我正在编写一个小的 JAVA 程序:
I'm writing a small JAVA program which:
我尝试做的事情听起来像是查找和替换",但它不一样,所以我认为清除它很重要.
What im trying to do will sound like "find and replace" but it is not the same so i thought its important to clear it.
无论如何,我想获取此文本,查找第一个数组中的任何字符是否与文本中的字符匹配,如果是,则将其替换为第二个字符数组中的匹配字符(根据索引).
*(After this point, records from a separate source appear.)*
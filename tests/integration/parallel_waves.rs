//! Parallel waves: barrier semantics, partial failure and artifact merging.

use serde_json::json;

use conductor::coordinator::TaskRequest;
use conductor::core::pipeline::{Pipeline, StageSpec, SubtaskSpec};
use conductor::core::task::TaskStatus;

use crate::fixtures::{fast_config, Harness, Reply, ScriptedDelegate};

fn fan_out() -> Pipeline {
    Pipeline::new(vec![
        StageSpec::new(
            "research",
            vec![
                SubtaskSpec::new("web", "web_team"),
                SubtaskSpec::new("papers", "papers_team"),
                SubtaskSpec::new("summary", "summary_team")
                    .after("web")
                    .after("papers"),
            ],
        ),
        StageSpec::new(
            "writing",
            vec![SubtaskSpec::new("draft", "writing_team").after("summary")],
        ),
    ])
}

/// Test: fan-out then fan-in within one stage
/// Given two independent subtasks and one that needs both
/// When the stage runs
/// Then the pair runs as one wave and the summary runs after both
#[tokio::test]
async fn test_independent_subtasks_share_a_wave() {
    let web = ScriptedDelegate::new("web_team", vec![Reply::score(4.5).after(40)]);
    let papers = ScriptedDelegate::new("papers_team", vec![Reply::score(4.5).after(10)]);
    let summary = ScriptedDelegate::new("summary_team", vec![]);
    let writing = ScriptedDelegate::new("writing_team", vec![]);
    let harness = Harness::new(
        fast_config(),
        &[web.clone(), papers.clone(), summary.clone(), writing.clone()],
    );

    let (task_id, status) = harness
        .run(TaskRequest::new("Literature review").with_pipeline(fan_out()))
        .await;
    assert_eq!(status, TaskStatus::Completed);

    let state = harness.engine.state(task_id).await.unwrap();
    let web_inv = state.invocations.iter().find(|i| i.subtask == "web").unwrap();
    let papers_inv = state.invocations.iter().find(|i| i.subtask == "papers").unwrap();
    let summary_inv = state.invocations.iter().find(|i| i.subtask == "summary").unwrap();

    // The summary only starts once the slower sibling has finished.
    assert!(summary_inv.created_at >= web_inv.finished_at.unwrap());
    assert!(summary_inv.created_at >= papers_inv.finished_at.unwrap());

    let upstream = &summary.payloads()[0].context["upstream"];
    assert!(upstream.get("web").is_some());
    assert!(upstream.get("papers").is_some());

    // research verdict covers all three subtasks, then writing.
    assert_eq!(state.verdicts.len(), 2);
    assert_eq!(state.verdicts[0].stage, "research");
    assert_eq!(writing.calls(), 1);

    // Planning is entered on start and again between the wave and the
    // summary; an accepted stage goes straight to dispatching the next.
    let planning_entries = state
        .task
        .history
        .iter()
        .filter(|t| t.to == TaskStatus::Planning)
        .count();
    assert_eq!(planning_entries, 2);
}

#[tokio::test]
async fn test_failed_sibling_is_the_only_one_rerun() {
    let web = ScriptedDelegate::new("web_team", vec![]);
    let papers = ScriptedDelegate::new("papers_team", vec![Reply::fail("paywall")]);
    let summary = ScriptedDelegate::new("summary_team", vec![]);
    let writing = ScriptedDelegate::new("writing_team", vec![]);
    let harness = Harness::new(
        fast_config(),
        &[web.clone(), papers.clone(), summary.clone(), writing],
    );

    let (task_id, status) = harness
        .run(TaskRequest::new("Partial failure").with_pipeline(fan_out()))
        .await;
    assert_eq!(status, TaskStatus::Completed);

    assert_eq!(web.calls(), 1);
    assert_eq!(papers.calls(), 2);
    assert_eq!(summary.calls(), 1);

    let state = harness.engine.state(task_id).await.unwrap();
    let retry_payload = &papers.payloads()[1];
    assert_eq!(retry_payload.context["attempt"], 1);
    assert!(retry_payload.context["previous_error"]
        .as_str()
        .unwrap()
        .contains("paywall"));
    assert_eq!(state.task.stage_retries, 0);
}

/// Two subtasks write the same artifact name; the one that completed last wins.
#[tokio::test]
async fn test_artifact_conflict_last_completion_wins() {
    let pipeline = Pipeline::new(vec![StageSpec::new(
        "research",
        vec![
            SubtaskSpec::new("fast", "fast_team"),
            SubtaskSpec::new("slow", "slow_team"),
        ],
    )]);
    let fast = ScriptedDelegate::new(
        "fast_team",
        vec![Reply::output(json!({"artifacts": {"chart": "fast", "table": "fast"}}), 4.5).after(5)],
    );
    let slow = ScriptedDelegate::new(
        "slow_team",
        vec![Reply::output(json!({"artifacts": {"chart": "slow"}}), 4.5).after(80)],
    );
    let harness = Harness::new(fast_config(), &[fast, slow]);

    let (task_id, status) = harness
        .run(TaskRequest::new("Artifact race").with_pipeline(pipeline))
        .await;
    assert_eq!(status, TaskStatus::Completed);

    let output = harness.engine.state(task_id).await.unwrap().task.output.unwrap();
    assert_eq!(output["artifacts"]["chart"], "slow");
    assert_eq!(output["artifacts"]["table"], "fast");
}
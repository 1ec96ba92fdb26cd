//! End-to-end runs of the stage pipeline: acceptance, revision and quality
//! escalation, checked through status, verdicts, checkpoints and events.

use std::time::Duration;

use serde_json::json;

use conductor::coordinator::{EventKind, TaskRequest};
use conductor::core::pipeline::Pipeline;
use conductor::core::invocation::InvocationStatus;
use conductor::core::task::{Priority, TaskStatus};
use conductor::core::verdict::Decision;

use crate::fixtures::{
    fast_config, settle, wait_for_calls, wait_for_checkpoint, Harness, Reply, ScriptedDelegate,
};

fn single_stage() -> Pipeline {
    Pipeline::single("research", "research_team")
}

/// Test: single stage accepted
/// Given one delegate that reports 4.5
/// When the task runs
/// Then the verdict is Accept and the task completes with output
#[tokio::test]
async fn test_single_stage_accepts_and_completes() {
    let team = ScriptedDelegate::new("research_team", vec![Reply::score(4.5)]);
    let harness = Harness::new(fast_config(), &[team.clone()]);

    let (task_id, status) = harness
        .run(TaskRequest::new("Survey EU battery suppliers").with_pipeline(single_stage()))
        .await;

    assert_eq!(status, TaskStatus::Completed);
    let state = harness.engine.state(task_id).await.unwrap();
    assert_eq!(state.verdicts.len(), 1);
    assert_eq!(state.verdicts[0].decision, Decision::Accept);
    assert_eq!(state.verdicts[0].score, 4.5);
    assert_eq!(team.calls(), 1);

    let output = state.task.output.expect("completed task has output");
    assert_eq!(output["stages"][0]["name"], "research");
    assert_eq!(output["final_score"], 4.5);

    let report = harness.engine.status(task_id).await.unwrap();
    assert!(!report.in_progress);
    assert!(report.blocking_reason.is_none());
}

/// Test: one revision then accept
/// Given a delegate scoring 3.2 then 4.1
/// When the stage is evaluated twice
/// Then the gate revises once, then accepts
#[tokio::test]
async fn test_revise_then_accept() {
    let team = ScriptedDelegate::new(
        "research_team",
        vec![Reply::score(3.2), Reply::score(4.1)],
    );
    let harness = Harness::new(fast_config(), &[team.clone()]);

    let (task_id, status) = harness
        .run(TaskRequest::new("Draft a pricing memo").with_pipeline(single_stage()))
        .await;

    assert_eq!(status, TaskStatus::Completed);
    let state = harness.engine.state(task_id).await.unwrap();
    let decisions: Vec<Decision> = state.verdicts.iter().map(|v| v.decision).collect();
    assert_eq!(decisions, vec![Decision::Revise, Decision::Accept]);
    assert_eq!(state.task.revisions_used("research"), 1);

    // The revision pass carries the verdict findings back to the delegate.
    let payloads = team.payloads();
    assert_eq!(payloads.len(), 2);
    assert_eq!(payloads[0].context["revision"], 0);
    assert!(payloads[0].context.get("feedback").is_none());
    assert_eq!(payloads[1].context["revision"], 1);
    let feedback = payloads[1].context["feedback"].as_str().unwrap();
    assert!(feedback.contains("below acceptance threshold"));
}

/// Test: low score with no revision budget
/// Given max_revisions = 0 and a delegate scoring 2.0
/// When the stage is evaluated
/// Then the task parks in HumanReview with an EscalateHuman verdict
#[tokio::test]
async fn test_low_score_parks_for_review() {
    let mut config = fast_config();
    config.quality.max_revisions = 0;
    let team = ScriptedDelegate::new("research_team", vec![Reply::score(2.0)]);
    let harness = Harness::new(config, &[team]);

    let (task_id, status) = harness
        .run(TaskRequest::new("Rank vendors").with_pipeline(single_stage()))
        .await;

    assert_eq!(status, TaskStatus::HumanReview);
    let report = harness.engine.status(task_id).await.unwrap();
    let verdict = report.last_verdict.expect("verdict recorded");
    assert_eq!(verdict.decision, Decision::EscalateHuman);
    assert!(!report.in_progress);
    assert!(report
        .blocking_reason
        .unwrap()
        .contains("quality review needed for research"));
}

#[tokio::test]
async fn test_revision_budget_exhaustion_escalates() {
    let team = ScriptedDelegate::always("research_team", Reply::score(3.5));
    let harness = Harness::new(fast_config(), &[team.clone()]);

    let (task_id, status) = harness
        .run(TaskRequest::new("Check the forecast").with_pipeline(single_stage()))
        .await;

    assert_eq!(status, TaskStatus::HumanReview);
    let state = harness.engine.state(task_id).await.unwrap();
    let decisions: Vec<Decision> = state.verdicts.iter().map(|v| v.decision).collect();
    assert_eq!(
        decisions,
        vec![Decision::Revise, Decision::Revise, Decision::EscalateHuman]
    );
    assert_eq!(team.calls(), 3);
}

#[tokio::test]
async fn test_default_pipeline_threads_upstream_results() {
    let teams: Vec<_> = ["research_team", "analysis_team", "writing_team", "rating_team"]
        .iter()
        .map(|name| {
            ScriptedDelegate::always(
                name,
                Reply::output(json!({"by": name, "artifacts": {"latest": name}}), 4.4),
            )
        })
        .collect();
    let harness = Harness::new(fast_config(), &teams);

    let (task_id, status) = harness
        .run(
            TaskRequest::new("Quarterly market outlook")
                .with_priority(Priority::High)
                .with_context(json!({"region": "APAC"})),
        )
        .await;
    assert_eq!(status, TaskStatus::Completed);

    let writing = teams[2].payloads();
    assert_eq!(writing.len(), 1);
    assert_eq!(writing[0].stage, "writing");
    assert_eq!(writing[0].priority, Priority::High);
    assert_eq!(writing[0].context["input"]["region"], "APAC");
    assert_eq!(writing[0].context["upstream"]["analysis"]["by"], "analysis_team");

    let state = harness.engine.state(task_id).await.unwrap();
    assert_eq!(state.verdicts.len(), 4);
    assert_eq!(state.task.stage_index, 3);
    let output = state.task.output.unwrap();
    assert_eq!(output["stages"].as_array().unwrap().len(), 4);
    assert_eq!(output["artifacts"]["latest"], "rating_team");
}

#[tokio::test]
async fn test_checkpoint_sequences_are_gap_free() {
    let team = ScriptedDelegate::new("research_team", vec![Reply::score(3.4)]);
    let harness = Harness::new(fast_config(), &[team]);

    let (task_id, _) = harness
        .run(TaskRequest::new("Sequence check").with_pipeline(single_stage()))
        .await;

    let history = harness.engine.history(task_id).await.unwrap();
    let sequences: Vec<u64> = history.iter().map(|c| c.sequence).collect();
    let expected: Vec<u64> = (1..=history.len() as u64).collect();
    assert_eq!(sequences, expected);

    assert_eq!(history[0].state.status(), TaskStatus::Pending);
    assert_eq!(history.last().unwrap().state.status(), TaskStatus::Completed);

    let report = harness.engine.status(task_id).await.unwrap();
    assert_eq!(report.checkpoint_sequence, history.len() as u64);
}

/// Test: a single-subtask wave is visible while the delegate works
/// Given a delegate that takes a while to answer
/// When the task runs
/// Then the issued event and an executing record are out before the reply
#[tokio::test]
async fn test_event_stream_follows_the_run() {
    let team = ScriptedDelegate::new("research_team", vec![Reply::score(4.8).after(400)]);
    let harness = Harness::new(fast_config(), &[team.clone()]);
    let mut events = harness.engine.subscribe();

    let task_id = harness
        .engine
        .submit(TaskRequest::new("Event check").with_pipeline(single_stage()))
        .await
        .unwrap();
    wait_for_calls(&team, 1).await;
    wait_for_checkpoint(&harness.store, task_id, TaskStatus::AwaitingResults).await;

    let in_flight = harness.store.latest(task_id).await.unwrap().unwrap();
    assert_eq!(in_flight.state.invocations.len(), 1);
    assert_eq!(in_flight.state.invocations[0].status, InvocationStatus::Executing);
    assert_eq!(in_flight.state.wave, vec![in_flight.state.invocations[0].id]);

    let mut before_reply = Vec::new();
    while let Ok(event) = events.try_recv() {
        before_reply.push(event.kind);
    }
    assert!(before_reply
        .iter()
        .any(|k| matches!(k, EventKind::InvocationIssued { delegate, .. } if delegate == "research_team")));
    assert!(!before_reply
        .iter()
        .any(|k| matches!(k, EventKind::InvocationCompleted { .. })));

    assert_eq!(settle(&harness.engine, task_id).await, TaskStatus::Completed);

    let mut kinds = before_reply;
    while let Ok(Ok(event)) = tokio::time::timeout(Duration::from_millis(200), events.recv()).await {
        assert_eq!(event.task_id, task_id);
        let done = matches!(event.kind, EventKind::TaskCompleted);
        kinds.push(event.kind);
        if done {
            break;
        }
    }

    assert!(matches!(kinds.first(), Some(EventKind::StatusChanged { .. })));
    assert!(kinds
        .iter()
        .any(|k| matches!(k, EventKind::StageStarted { stage, revision: 0 } if stage == "research")));
    assert!(kinds
        .iter()
        .any(|k| matches!(k, EventKind::InvocationIssued { delegate, .. } if delegate == "research_team")));
    assert!(kinds.iter().any(|k| matches!(
        k,
        EventKind::VerdictRendered {
            decision: Decision::Accept,
            ..
        }
    )));
    assert!(matches!(kinds.last(), Some(EventKind::TaskCompleted)));
}
//! Dependency analysis: which subtasks of a stage can run now, which must
//! wait, and which can never run without operator help.

pub mod analyzer;
pub mod graph;
pub mod plan;

pub use analyzer::{DependencyAnalyzer, StageAnalyzer};
pub use graph::SubtaskGraph;
pub use plan::{BlockReason, BlockingIssue, ExecutionPlan, PlannedSubtask};
//! Execution plans produced by the dependency analyzer.

use serde::{Deserialize, Serialize};

use crate::core::pipeline::SubtaskSpec;

/// A subtask selected for dispatch.
#[derive(Debug, Clone, PartialEq, Eq, Serialize, Deserialize)]
pub struct PlannedSubtask {
    pub name: String,
    pub delegate: String,
    pub depends_on: Vec<String>,
}

impl From<&SubtaskSpec> for PlannedSubtask {
    fn from(spec: &SubtaskSpec) -> Self {
        Self {
            name: spec.name.clone(),
            delegate: spec.delegate.clone(),
            depends_on: spec.depends_on.clone(),
        }
    }
}

/// Why a subtask cannot be scheduled.
#[derive(Debug, Clone, PartialEq, Eq, Serialize, Deserialize)]
#[serde(rename_all = "snake_case", tag = "type")]
pub enum BlockReason {
    /// The dependency names no subtask in the pipeline.
    UnknownDependency { dependency: String },
    /// The dependency belongs to a stage that has not run yet.
    LaterStage { dependency: String, stage: String },
    /// The dependency belongs to an earlier stage but has no result.
    MissingUpstream { dependency: String, stage: String },
    /// The subtask sits on a dependency cycle.
    Cycle { members: Vec<String> },
    /// The dependency is itself blocked.
    BlockedDependency { dependency: String },
}

impl std::fmt::Display for BlockReason {
    fn fmt(&self, f: &mut std::fmt::Formatter<'_>) -> std::fmt::Result {
        match self {
            BlockReason::UnknownDependency { dependency } => {
                write!(f, "unknown dependency '{}'", dependency)
            }
            BlockReason::LaterStage { dependency, stage } => {
                write!(f, "depends on '{}' from later stage '{}'", dependency, stage)
            }
            BlockReason::MissingUpstream { dependency, stage } => {
                write!(f, "no result for '{}' from stage '{}'", dependency, stage)
            }
            BlockReason::Cycle { members } => {
                write!(f, "dependency cycle: {}", members.join(" -> "))
            }
            BlockReason::BlockedDependency { dependency } => {
                write!(f, "depends on blocked subtask '{}'", dependency)
            }
        }
    }
}

#[derive(Debug, Clone, PartialEq, Eq, Serialize, Deserialize)]
pub struct BlockingIssue {
    pub subtask: String,
    pub reason: BlockReason,
}

impl std::fmt::Display for BlockingIssue {
    fn fmt(&self, f: &mut std::fmt::Formatter<'_>) -> std::fmt::Result {
        write!(f, "{}: {}", self.subtask, self.reason)
    }
}

/// Plan for the remaining work of one stage.
///
/// `parallel` members have every dependency satisfied and may be dispatched
/// together. `sequential` members are in dependency order and become
/// dispatchable once the entries before them complete.
#[derive(Debug, Clone, PartialEq, Eq, Default, Serialize, Deserialize)]
pub struct ExecutionPlan {
    pub stage: String,
    pub parallel: Vec<PlannedSubtask>,
    pub sequential: Vec<PlannedSubtask>,
    pub blocking_issues: Vec<BlockingIssue>,
}

impl ExecutionPlan {
    pub fn is_blocked(&self) -> bool {
        !self.blocking_issues.is_empty()
    }

    /// Nothing left to run in this stage.
    pub fn is_empty(&self) -> bool {
        self.parallel.is_empty() && self.sequential.is_empty() && self.blocking_issues.is_empty()
    }

    pub fn blocking_summary(&self) -> String {
        self.blocking_issues
            .iter()
            .map(|i| i.to_string())
            .collect::<Vec<_>>()
            .join("; ")
    }

    pub fn contains(&self, subtask: &str) -> bool {
        self.parallel
            .iter()
            .chain(self.sequential.iter())
            .any(|p| p.name == subtask)
    }
}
Anyway I want to take this text, find if any char from the first array match a char in the text and if so, replace it with the matching char (according to index) from the second char array.
我会用一个例子来解释:假设我的文本(字符串)是:java 很棒!";我有 2 个数组(char[]):absm"和!@*$".
I'll explain with an example: lets say my text (String) is: "java is awesome!"; i have 2 arrays (char[]): "absm" and "!@*$".
希望的结果是将 'a' 更改为 '!', 'b' 到 '@' 等等..意味着结果文本将是:
The wished result is to change 'a' to '!' , 'b' to '@' and so on.. meaning the resulted text will be:
java 太棒了!"改为 -> "j i* @w*o$e!"
最有效的方法是什么?为什么?我想过循环文本,但后来发现效率不高.
What is the most efficient way of doing this and why? I thought about looping the text, but then i found it not so efficient.
(StringBuilder/可以使用String类)
(StringBuilder/String class can be used)
StringBuilder sb = new StringBuilder(text);
for(int i = 0; i<text.length(); i ++)
{
for (int j = 0; j < firstCharArray.length;j++)
{
if (sb.charAt(i) == firstCharArray[j])
{
sb.setCharAt(i, secondCharArray[j]);
break;
}
}
}
这种方式很有效,因为它使用 StringBuilder 来更改字符(如果您使用字符串,则每次都必须创建新的,因为它们是不可变的.)而且它还最大限度地减少了您必须执行的传递次数(1 传递文本字符串,n 传递第一个数组,其中 n = text.length())
This way is efficient because it uses a StringBuilder to change the characters in place (if you used Strings you would have to create new ones each time because they are immutable.) Also it minimizes the amount of passes you have to do (1 pass through the text string and n passes through the first array where n = text.length())
这篇关于替换字符串中的字符的有效方法(java)?的文章就介绍到这了,希望我们推荐的答案对大家有所帮助,也希望大家多多支持跟版网!